## WHAT IS BEING ASKED
Restate verbatim the span of lines below between the line with "let file = File::open(&args.trace)" and the line with "let summary = IngestSummary", including those two lines, and only that span.

··· THE INPUT

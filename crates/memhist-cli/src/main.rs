//! Command-line ingestion for memory-access history databases.

use std::fs::File;
use std::io::{self, BufRead, BufReader};
use std::path::PathBuf;

use anyhow::{Context, Result};
use clap::{Args, Parser, Subcommand};
use memhist_core::MemoryAccess;
use memhist_store_sqlite::HistoryWriter;
use serde::Serialize;
use tracing_subscriber::EnvFilter;

#[derive(Parser)]
#[command(name = "memhist")]
#[command(version, about = "Memory-access history database tools")]
struct Cli {
    /// Increase verbosity (-v, -vv)
    #[arg(short, long, action = clap::ArgAction::Count, global = true)]
    verbose: u8,

    #[command(subcommand)]
    command: Commands,
}

#[derive(Subcommand)]
enum Commands {
    /// Ingest a JSONL access trace into a new history database
    Ingest(IngestArgs),
}

#[derive(Args)]
struct IngestArgs {
    /// Trace file with one JSON access per line; `-` reads stdin
    #[arg(short, long)]
    trace: PathBuf,

    /// Path of the history database to create
    #[arg(short, long)]
    db: PathBuf,

    /// Tool name recorded in the database metadata
    #[arg(long, default_value = "memhist-cli")]
    tool_name: String,

    /// Tool version recorded in the database metadata
    #[arg(long, default_value = env!("CARGO_PKG_VERSION"))]
    tool_version: String,

    /// Free-form tool description recorded in the database metadata
    #[arg(long, default_value = "memhist command-line ingest")]
    tool_info: String,

    /// Drop all accesses at or past this transition after ingestion
    #[arg(long)]
    truncate_at: Option<u64>,
}

#[derive(Serialize)]
struct IngestSummary {
    db: PathBuf,
    accesses: u64,
    truncated_at: Option<u64>,
}

fn main() -> Result<()> {
    let cli = Cli::parse();
    init_tracing(cli.verbose);

    match cli.command {
        Commands::Ingest(args) => ingest(args),
    }
}

fn init_tracing(verbose: u8) {
    let default_filter = match verbose {
        0 => "warn",
        1 => "info",
        2 => "debug",
        _ => "trace",
    };
    tracing_subscriber::fmt()
        .with_env_filter(
            EnvFilter::try_from_default_env().unwrap_or_else(|_| EnvFilter::new(default_filter)),
        )
        .with_writer(io::stderr)
        .init();
}

fn ingest(args: IngestArgs) -> Result<()> {
    let mut writer =
        HistoryWriter::open(&args.db, &args.tool_name, &args.tool_version, &args.tool_info)
            .with_context(|| {
                format!("failed to create history database at {}", args.db.display())
            })?;

    let reader: Box<dyn BufRead> = if args.trace.as_os_str() == "-" {
        Box::new(BufReader::new(io::stdin()))
    } else {
        let file = File::open(&args.trace)
            .with_context(|| format!("failed to open trace file {}", args.trace.display()))?;
        Box::new(BufReader::new(file))
    };

    let mut accesses: u64 = 0;
    for (index, line) in reader.lines().enumerate() {
        let line = line.context("failed to read trace line")?;
        if line.trim().is_empty() {
            continue;
        }
        let access: MemoryAccess = serde_json::from_str(&line)
            .with_context(|| format!("trace line {} is not a valid access", index + 1))?;
        writer
            .push(&access)
            .with_context(|| format!("failed to ingest access at trace line {}", index + 1))?;
        accesses += 1;
    }

    if let Some(transition) = args.truncate_at {
        writer
            .discard_after(transition)
            .with_context(|| format!("failed to truncate the recording at transition {transition}"))?;
    }

    writer.take().context("failed to finalize the history database")?;

    let summary = IngestSummary { db: args.db, accesses, truncated_at: args.truncate_at };
    println!("{}", serde_json::to_string_pretty(&summary)?);
    Ok(())
}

······

## TASK SOLUTION
        let file = File::open(&args.trace)
            .with_context(|| format!("failed to open trace file {}", args.trace.display()))?;
        Box::new(BufReader::new(file))
    };

    let mut accesses: u64 = 0;
    for (index, line) in reader.lines().enumerate() {
        let line = line.context("failed to read trace line")?;
        if line.trim().is_empty() {
            continue;
        }
        let access: MemoryAccess = serde_json::from_str(&line)
            .with_context(|| format!("trace line {} is not a valid access", index + 1))?;
        writer
            .push(&access)
            .with_context(|| format!("failed to ingest access at trace line {}", index + 1))?;
        accesses += 1;
    }

    if let Some(transition) = args.truncate_at {
        writer
            .discard_after(transition)
            .with_context(|| format!("failed to truncate the recording at transition {transition}"))?;
    }

    writer.take().context("failed to finalize the history database")?;

    let summary = IngestSummary { db: args.db, accesses, truncated_at: args.truncate_at };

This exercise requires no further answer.